*** Input material Section Begins ***

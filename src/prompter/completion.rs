use crate::command::registry::Registry;
use crate::config::ConfigKey;

/// Candidates for the word ending at `pos`, and the byte offset that word starts at.
///
/// The first word completes command names and aliases; the argument of `help`
/// completes command names and the first argument of `config` completes keys.
pub fn complete(registry: &Registry, line: &str, pos: usize) -> (usize, Vec<String>) {
    let (start, word, before) = split_at_cursor(line, pos);

    let pool: Vec<String> = match before.as_slice() {
        [] => registry.names().into_iter().map(str::to_string).collect(),
        [cmd] => match registry.resolve(cmd).map(|c| c.name) {
            Ok("help") => registry.names().into_iter().map(str::to_string).collect(),
            Ok("config") => ConfigKey::names(),
            _ => Vec::new(),
        },
        _ => Vec::new(),
    };

    let prefix = word.to_ascii_lowercase();
    let mut matches: Vec<String> = pool
        .into_iter()
        .filter(|c| c.to_ascii_lowercase().starts_with(&prefix))
        .collect();
    matches.sort();
    matches.dedup();
    (start, matches)
}

/// True when the cursor sits on the path argument of `save` or `load`.
pub fn wants_path(registry: &Registry, line: &str, pos: usize) -> bool {
    let (_, _, before) = split_at_cursor(line, pos);
    match before.as_slice() {
        [cmd] => matches!(registry.resolve(cmd).map(|c| c.name), Ok("save" | "load")),
        _ => false,
    }
}

fn split_at_cursor(line: &str, pos: usize) -> (usize, &str, Vec<&str>) {
    let mut pos = pos.min(line.len());
    while !line.is_char_boundary(pos) {
        pos -= 1;
    }
    let head = &line[..pos];
    let start = head
        .rfind(char::is_whitespace)
        .map(|i| i + head[i..].chars().next().map_or(1, char::len_utf8))
        .unwrap_or(0);
    (start, &head[start..], head[..start].split_whitespace().collect())
}
//! Reconcile the banknote warehouse tables with their declarations.

use banknote::{DdlOperation, PgWarehouse, Reconciler, TableSchema, WarehouseConfig, models};
use clap::{Parser, Subcommand};
use owo_colors::OwoColorize;
use tracing_subscriber::EnvFilter;

#[derive(Parser)]
#[command(name = "banknote")]
#[command(about = "Keep the banknote warehouse tables in line with their declarations")]
#[command(version)]
struct Cli {
    /// Database connection URL (overrides DATABASE_URL)
    #[arg(long, global = true)]
    database_url: Option<String>,

    #[command(subcommand)]
    command: Commands,
}

#[derive(Subcommand)]
enum Commands {
    /// Apply pending schema changes
    Migrate {
        /// Only reconcile this table
        #[arg(short, long)]
        table: Option<String>,
    },
    /// Show pending schema changes without applying them
    Plan {
        /// Only plan this table
        #[arg(short, long)]
        table: Option<String>,
    },
    /// List the declared tables
    Tables,
}

type CliResult<T> = Result<T, Box<dyn std::error::Error>>;

#[tokio::main]
async fn main() {
    let _ = dotenvy::dotenv();

    tracing_subscriber::fmt()
        .with_writer(std::io::stderr)
        .with_env_filter(
            EnvFilter::try_from_default_env().unwrap_or_else(|_| EnvFilter::new("banknote=info")),
        )
        .init();

    let cli = Cli::parse();
    if let Err(err) = run(cli).await {
        eprintln!("{} {}", "error:".red().bold(), err);
        let mut source = err.source();
        while let Some(cause) = source {
            eprintln!("  {} {}", "caused by:".dimmed(), cause);
            source = cause.source();
        }
        std::process::exit(1);
    }
}

async fn run(cli: Cli) -> CliResult<()> {
    match cli.command {
        Commands::Tables => {
            for table in models::all() {
                print!("{}", table);
            }
            Ok(())
        }
        Commands::Plan { table } => {
            let tables = selected(table.as_deref())?;
            let warehouse = connect(cli.database_url)?;
            let reconciler = Reconciler::new(&warehouse);
            for table in &tables {
                let diff = reconciler.plan(table).await?;
                if diff.is_empty() {
                    println!("{} {}", table.name.bold(), "up to date".dimmed());
                    continue;
                }
                println!("{}", table.name.bold());
                for op in diff.operations() {
                    println!("  {}", colored(&op));
                }
            }
            Ok(())
        }
        Commands::Migrate { table } => {
            let tables = selected(table.as_deref())?;
            let warehouse = connect(cli.database_url)?;
            let reconciler = Reconciler::new(&warehouse);
            for table in &tables {
                let applied = reconciler.reconcile(table).await?;
                if applied.is_empty() {
                    println!("{} {}", table.name.bold(), "up to date".dimmed());
                    continue;
                }
                println!(
                    "{} {}",
                    table.name.bold(),
                    format!("{} change(s) applied", applied.len()).green()
                );
                for op in &applied {
                    println!("  {}", colored(op));
                }
            }
            Ok(())
        }
    }
}

fn selected(table: Option<&str>) -> CliResult<Vec<TableSchema>> {
    match table {
        None => Ok(models::all()),
        Some(name) => match models::by_name(name) {
            Some(schema) => Ok(vec![schema]),
            None => Err(format!("unknown table {:?}", name).into()),
        },
    }
}

fn connect(database_url: Option<String>) -> CliResult<PgWarehouse> {
    let config = WarehouseConfig::from_lookup(|var| {
        if var == banknote::config::DATABASE_URL && database_url.is_some() {
            return database_url.clone();
        }
        std::env::var(var).ok()
    })?;
    tracing::info!(database = %config.masked_url(), "connecting");
    Ok(PgWarehouse::connect(&config)?)
}

fn colored(op: &DdlOperation) -> String {
    let line = op.to_string();
    match op {
        DdlOperation::CreateTable(_) | DdlOperation::AddColumn { .. } => line.green().to_string(),
        DdlOperation::DropColumn { .. } => line.red().to_string(),
        DdlOperation::ModifyColumn { .. } => line.yellow().to_string(),
    }
}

*** Input material Section Ends ***

Some lines above hold the word "cause". Copy all of them.

        while let Some(cause) = source {
            eprintln!("  {} {}", "caused by:".dimmed(), cause);
            source = cause.source();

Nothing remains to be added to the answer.